Exploration of the relationship between plasma IL-1β, TNF-α, and IL-6 levels and the degree of cue-induced craving
Previous studies have confirmed that the inflammation indicators after methamphetamine abuse have significant therapeutic significance. Chronic methamphetamine exposure leads to increased BBB permeability and increases hippocampal IL-1β levels . The level of IL-1β also increased significantly in the analysis of the sample . Abuse of methamphetamine can increase the level of TNF-α in the central nervous system of the brain, and the nucleus accumbens, which is closely related to drug dependence, highly expresses TNF-α mRNA and protein . A previous study reported that deleting the TNF-α gene affects addictive behaviors in wild-type mice, including automatic methamphetamine seeking, motivation to take methamphetamine, and prompting induced cravings and drug-seeking behaviors . IL-6 can participate in neuroinflammatory response  and brain pathological changes , and enter the functional areas of the brain related to various diseases. This indicates that peripheral inflammatory factors are closely related to central nervous system damage and drug seeking.
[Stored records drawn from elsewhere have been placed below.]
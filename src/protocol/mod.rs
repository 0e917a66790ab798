//! Debugger wire protocol.
//!
//! Two channels are used. The command channel is line based: each command line gets exactly one
//! reply line, `OK` or `ERROR: <message>`. The event channel is server to client only, each event
//! is framed as `<length>\n<payload>\n` where length counts payload bytes and trailing newline.

pub mod transport;

use crate::debugger::engine::{FactView, LineNumberRecord};
use crate::debugger::thread::ThreadNum;
use itertools::Itertools;
use std::fmt;

pub const REPLY_OK: &str = "OK";

/// Render an error reply line (without line terminator).
pub fn error_reply(err: impl fmt::Display) -> String {
    // reply is a single line
    let msg = err.to_string().replace(['\r', '\n'], " ");
    format!("ERROR: {msg}")
}

/// Single frame of a `STACK` event.
#[derive(Debug, Clone, PartialEq, Eq)]
pub struct FrameView {
    pub function: String,
    pub place: Option<LineNumberRecord>,
    /// Live variable names, sorted.
    pub variables: Vec<String>,
}

impl fmt::Display for FrameView {
    fn fmt(&self, f: &mut fmt::Formatter<'_>) -> fmt::Result {
        match &self.place {
            Some(place) => write!(f, "{},{},{}", self.function, place.file, place.line)?,
            None => write!(f, "{},,-1", self.function)?,
        }
        for var in &self.variables {
            write!(f, ",{var}")?;
        }
        Ok(())
    }
}

/// Notification sent to a client over the event channel.
#[derive(Debug, Clone, PartialEq, Eq)]
pub enum Event {
    Started,
    Quit,
    Suspended(ThreadNum),
    Resumed(ThreadNum),
    SuspendedStep(ThreadNum),
    ResumedStep(ThreadNum),
    SuspendedBreak {
        thread: ThreadNum,
        place: LineNumberRecord,
    },
    Stack {
        thread: ThreadNum,
        frames: Vec<FrameView>,
    },
    Print {
        thread: ThreadNum,
        level: u32,
        expr: String,
        result: String,
    },
    Fact {
        id: u64,
        fact: Option<FactView>,
    },
    Activation(Option<String>),
    Agenda {
        module: String,
        activations: Vec<String>,
    },
    Threads(Vec<(ThreadNum, &'static str)>),
    ThreadCreate(ThreadNum),
    ThreadDead(ThreadNum),
}

/// Display implementation renders an event payload.
impl fmt::Display for Event {
    fn fmt(&self, f: &mut fmt::Formatter<'_>) -> fmt::Result {
        match self {
            Event::Started => f.write_str("STARTED"),
            Event::Quit => f.write_str("QUIT"),
            Event::Suspended(num) => write!(f, "SUSPENDED {num}"),
            Event::Resumed(num) => write!(f, "RESUMED {num}"),
            Event::SuspendedStep(num) => write!(f, "SUSPENDED_STEP {num}"),
            Event::ResumedStep(num) => write!(f, "RESUMED_STEP {num}"),
            Event::SuspendedBreak { thread, place } => write!(
                f,
                "SUSPENDED_BREAK {thread} {} {}\n{}",
                place.line,
                place.file.len(),
                place.file
            ),
            Event::Stack { thread, frames } => {
                let frames = frames.iter().join("|");
                write!(f, "STACK {thread} {}\n{frames}", frames.len())
            }
            Event::Print {
                thread,
                level,
                expr,
                result,
            } => write!(f, "PRINT {thread} {level} {expr} {}\n{result}", result.len()),
            Event::Fact { id, fact: None } => writeln!(f, "FACT {id} (retracted) 0"),
            Event::Fact {
                id,
                fact: Some(fact),
            } => {
                writeln!(f, "FACT {id} {} {}", fact.name, fact.slots.len())?;
                for (slot, value) in &fact.slots {
                    write!(f, "{slot} {}\n{value}", value.len())?;
                }
                Ok(())
            }
            Event::Activation(None) => f.write_str("ACTIVATION NONE"),
            Event::Activation(Some(activation)) => {
                write!(f, "ACTIVATION {}\n{activation}", activation.len())
            }
            Event::Agenda {
                module,
                activations,
            } => {
                writeln!(f, "AGENDA {module} {}", activations.len())?;
                for activation in activations {
                    write!(f, "{}\n{activation}", activation.len())?;
                }
                Ok(())
            }
            Event::Threads(threads) => {
                write!(f, "THREADS {}", threads.len())?;
                for (num, state) in threads {
                    write!(f, "\n{num} {state}")?;
                }
                Ok(())
            }
            Event::ThreadCreate(num) => write!(f, "THREAD_CREATE {num}"),
            Event::ThreadDead(num) => write!(f, "THREAD_DEAD {num}"),
        }
    }
}
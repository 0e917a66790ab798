use crate::{muted_error, weak_error};
use serde::Deserialize;
use std::fs::read_to_string;
use std::net::{IpAddr, Ipv4Addr, SocketAddr};
use std::time::Duration;

/// Debug server configuration.
#[derive(Debug, Clone, PartialEq, Eq, Deserialize)]
#[serde(default)]
pub struct DebugConfig {
    /// Address both listeners bind to.
    pub bind_address: IpAddr,
    /// Port of the command channel, 0 for an ephemeral port.
    pub command_port: u16,
    /// Port of the event channel, 0 for an ephemeral port.
    pub event_port: u16,
    /// Period of liveness re-checks while some thread waits for a state change.
    pub poll_interval_ms: u64,
    /// Function which return ends the debug session.
    pub exit_function: String,
}

impl Default for DebugConfig {
    fn default() -> Self {
        Self {
            bind_address: IpAddr::V4(Ipv4Addr::LOCALHOST),
            command_port: 9977,
            event_port: 9978,
            poll_interval_ms: 1000,
            exit_function: "exit".to_string(),
        }
    }
}

impl DebugConfig {
    const DEFAULT_PATH: &'static str = ".config/ruledbg/config.toml";
    const MAX_POLL_INTERVAL: Duration = Duration::from_secs(1);

    /// Load configuration from file, `~/.config/ruledbg/config.toml` if path is not set.
    /// Return [`None`] on errors.
    pub fn from_file(path: Option<&str>) -> Option<Self> {
        let data = match path {
            None => {
                let path = home::home_dir()?;
                let path = path.join(Self::DEFAULT_PATH);
                muted_error!(read_to_string(path))?
            }
            Some(path) => match read_to_string(path) {
                Ok(data) => data,
                Err(err) => {
                    log::error!(target: "debugger", "Error while load config file: {err}");
                    return None;
                }
            },
        };

        weak_error!(toml::de::from_str(&data), "parse config:")
    }

    /// Poll interval, never longer than one second.
    pub fn poll_interval(&self) -> Duration {
        Duration::from_millis(self.poll_interval_ms.max(1)).min(Self::MAX_POLL_INTERVAL)
    }

    pub fn command_addr(&self) -> SocketAddr {
        SocketAddr::new(self.bind_address, self.command_port)
    }

    pub fn event_addr(&self) -> SocketAddr {
        SocketAddr::new(self.bind_address, self.event_port)
    }
}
This study showed that the plasma inflammation levels in the CC group and the CE group were similar. Interestingly, when the craving degree is significantly different between the NCC group and the CC group, the plasma inflammation level is also different. In addition, the correlation analysis between the predicted VR-VAS score and the plasma inflammation level shows that they are both positively correlated. This indicates that plasma inflammation levels in methamphetamine withdrawal patients are significantly related to drug cravings caused by brain inflammation. This may be similar to the results of previous studies on the damage of peripheral and central nervous system structures and mental disorders.